CCR5 signaling suppresses inflammation and attenuates adverse remodeling in healing myocardial infarcts.

Chemokine‐mediated interactions may regulate chemotactic recruitment of leukocyte subsets and modulate cellular responses in healing infarcts. We hypothesized that CCR5, a receptor for the CC chemokines MIP‐1α, MIP‐1β and RANTES may play a crucial role in the post‐infarction inflammatory response. Morphometric, molecular and echocardiographic endpoints were compared in WT and CCR5 ‐/‐ mice undergoing reperfused infarction protocols. MIP‐1α, MIP‐1β and CCR5 were markedly induced in WT infarcts; however, RANTES mRNA was not upregulated.
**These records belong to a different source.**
use std::{path::Path, sync::RwLock};

use alloy_primitives::B256;
use pingpong_types::{Exchange, Iteration};
use tracing::{debug, warn};

use crate::{error::StoreError, CompletedFields, ExchangeStore, PongIssuedFields};

const ITERATION_KEY: &[u8] = b"iteration";
const ITERATION_TREE: &str = "iteration";
const EXCHANGES_TREE: &str = "exchanges";

struct Handles {
    db:        sled::Db,
    iteration: sled::Tree,
    exchanges: sled::Tree
}

/// Embedded ordered key/value store backed by `sled` (spec §6 "Persisted
/// state layout"). Keys in the `exchanges` tree are lowercase 0x-prefixed
/// hex of the 32-byte ping hash, which sorts identically to the
/// underlying bytes — scans over `sled::Tree::iter()` therefore visit
/// records in the same key order the spec assumes.
pub struct SledExchangeStore {
    handles: RwLock<Option<Handles>>
}

impl SledExchangeStore {
    pub fn open(path: impl AsRef<Path>) -> Result<Self, StoreError> {
        let db = sled::open(path)?;
        let iteration = db.open_tree(ITERATION_TREE)?;
        let exchanges = db.open_tree(EXCHANGES_TREE)?;
        Ok(Self { handles: RwLock::new(Some(Handles { db, iteration, exchanges })) })
    }

    fn with_handles<R>(&self, f: impl FnOnce(&Handles) -> Result<R, StoreError>) -> Result<R, StoreError> {
        let guard = self.handles.read().expect("store lock poisoned");
        match guard.as_ref() {
            Some(handles) => f(handles),
            None => Err(StoreError::Closed)
        }
    }

    fn exchange_key(ping_hash: B256) -> String {
        format!("0x{}", alloy_primitives::hex::encode(ping_hash))
    }

    fn decode_exchange(bytes: &[u8]) -> Result<Exchange, StoreError> {
        Ok(serde_json::from_slice(bytes)?)
    }
}

impl ExchangeStore for SledExchangeStore {
    fn get_iteration(&self) -> Result<Option<Iteration>, StoreError> {
        self.with_handles(|h| match h.iteration.get(ITERATION_KEY)? {
            Some(bytes) => Ok(Some(serde_json::from_slice(&bytes)?)),
            None => Ok(None)
        })
    }

    fn set_iteration(&self, iteration: &Iteration) -> Result<(), StoreError> {
        self.with_handles(|h| {
            let bytes = serde_json::to_vec(iteration)?;
            h.iteration.insert(ITERATION_KEY, bytes)?;
            h.db.flush()?;
            Ok(())
        })
    }

    fn get_exchange(&self, ping_hash: B256) -> Result<Option<Exchange>, StoreError> {
        self.with_handles(|h| match h.exchanges.get(Self::exchange_key(ping_hash))? {
            Some(bytes) => Ok(Some(Self::decode_exchange(&bytes)?)),
            None => Ok(None)
        })
    }

    fn put_ping_detected(&self, ping_hash: B256, ping_block: u64) -> Result<(), StoreError> {
        self.with_handles(|h| {
            let key = Self::exchange_key(ping_hash);
            if let Some(existing) = h.exchanges.get(&key)? {
                let existing = Self::decode_exchange(&existing)?;
                if !matches!(existing, Exchange::Detected { .. }) {
                    debug!(%ping_hash, "refusing to downgrade exchange to Detected");
                    return Ok(());
                }
            }
            let record = Exchange::Detected { ping_hash, ping_block };
            h.exchanges.insert(key, serde_json::to_vec(&record)?)?;
            h.db.flush()?;
            Ok(())
        })
    }

    fn put_pong_issued(&self, fields: PongIssuedFields) -> Result<(), StoreError> {
        self.with_handles(|h| {
            let key = Self::exchange_key(fields.ping_hash);
            if let Some(existing) = h.exchanges.get(&key)? {
                let existing = Self::decode_exchange(&existing)?;
                if existing.is_completed() {
                    warn!(ping_hash = %fields.ping_hash, "refusing to downgrade a Completed exchange to PongIssued");
                    return Ok(());
                }
            }
            let pong_timestamp = fields.pong_timestamp.unwrap_or_else(now_secs);
            let record = Exchange::PongIssued {
                ping_hash:      fields.ping_hash,
                ping_block:     fields.ping_block,
                pong_hash:      fields.pong_hash,
                pong_nonce:     fields.pong_nonce,
                pong_timestamp
            };
            h.exchanges.insert(key, serde_json::to_vec(&record)?)?;
            h.db.flush()?;
            Ok(())
        })
    }

    fn put_completed_exchange(&self, fields: CompletedFields) -> Result<(), StoreError> {
        self.with_handles(|h| {
            let key = Self::exchange_key(fields.ping_hash);
            let existing = match h.exchanges.get(&key)? {
                Some(bytes) => Some(Self::decode_exchange(&bytes)?),
                None => None
            };

            let ping_block = fields.ping_block.or_else(|| match &existing {
                Some(Exchange::Detected { ping_block, .. }) => Some(*ping_block),
                Some(Exchange::PongIssued { ping_block, .. }) => Some(*ping_block),
                Some(Exchange::Completed { ping_block, .. }) => *ping_block,
                None => None
            });
            let pong_timestamp = fields.pong_timestamp.or_else(|| match &existing {
                Some(Exchange::PongIssued { pong_timestamp, .. }) => Some(*pong_timestamp),
                Some(Exchange::Completed { pong_timestamp, .. }) => *pong_timestamp,
                _ => None
            });

            let record = Exchange::Completed {
                ping_hash: fields.ping_hash,
                ping_block,
                pong_hash: fields.pong_hash,
                pong_block: fields.pong_block,
                pong_nonce: fields.pong_nonce,
                pong_timestamp
            };
            h.exchanges.insert(key, serde_json::to_vec(&record)?)?;
            h.db.flush()?;
            Ok(())
        })
    }

    fn get_ping_detected_exchanges(&self) -> Result<Vec<Exchange>, StoreError> {
        self.with_handles(|h| {
            let mut out = Vec::new();
            for entry in h.exchanges.iter() {
                let (_, bytes) = entry?;
                let exchange = Self::decode_exchange(&bytes)?;
                if matches!(exchange, Exchange::Detected { .. }) {
                    out.push(exchange);
                }
            }
            Ok(out)
        })
    }

    fn get_stale_pong_issued_exchanges(&self, now: u64, timeout_secs: u64) -> Result<Vec<Exchange>, StoreError> {
        self.with_handles(|h| {
            let mut out = Vec::new();
            for entry in h.exchanges.iter() {
                let (_, bytes) = entry?;
                let exchange = Self::decode_exchange(&bytes)?;
                if let Exchange::PongIssued { pong_timestamp, .. } = exchange {
                    if now.saturating_sub(pong_timestamp) >= timeout_secs {
                        out.push(exchange);
                    }
                }
            }
            Ok(out)
        })
    }

    fn remove_completed_exchanges(&self) -> Result<Vec<Exchange>, StoreError> {
        self.with_handles(|h| {
            let mut removed = Vec::new();
            let mut batch = sled::Batch::default();
            for entry in h.exchanges.iter() {
                let (key, bytes) = entry?;
                let exchange = Self::decode_exchange(&bytes)?;
                if exchange.is_completed() {
                    batch.remove(key);
                    removed.push(exchange);
                }
            }
            h.exchanges.apply_batch(batch)?;
            h.db.flush()?;
            Ok(removed)
        })
    }

    fn close(&self) -> Result<(), StoreError> {
        let mut guard = self.handles.write().expect("store lock poisoned");
        if let Some(handles) = guard.take() {
            handles.db.flush()?;
        }
        Ok(())
    }
}

fn now_secs() -> u64 {
    std::time::SystemTime::now()
        .duration_since(std::time::UNIX_EPOCH)
        .expect("system clock before unix epoch")
        .as_secs()
}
Neutrophil and macrophage density was comparable in CCR5 ‐/‐ and WT infarcts. However, in the absence of CCR5, expression of the pro‐inflammatory cytokines TNF‐α, IL‐1β and IL‐6 and the chemokines MIP‐1α and MIP‐1β was significantly increased after 6‐24h of reperfusion. CCR5 ‐/‐ hearts exhibited enhanced ventricular dilation following infarction associated with increased levels of MMP‐8 and MMP‐9 and reduced TIMP‐1 expression. The surprising accentuation of the inflammatory response in CCR5 ‐/‐ infarcts was associated with reduced foxp3 mRNA levels suggesting impaired recruitment of regulatory T cells (Tregs). The anti‐inflammatory effects of CCR5 in healing infarcts may be mediated through selective recruitment of leukocyte subsets with suppressive properties (R01 HL‐76246 and HL‐85440).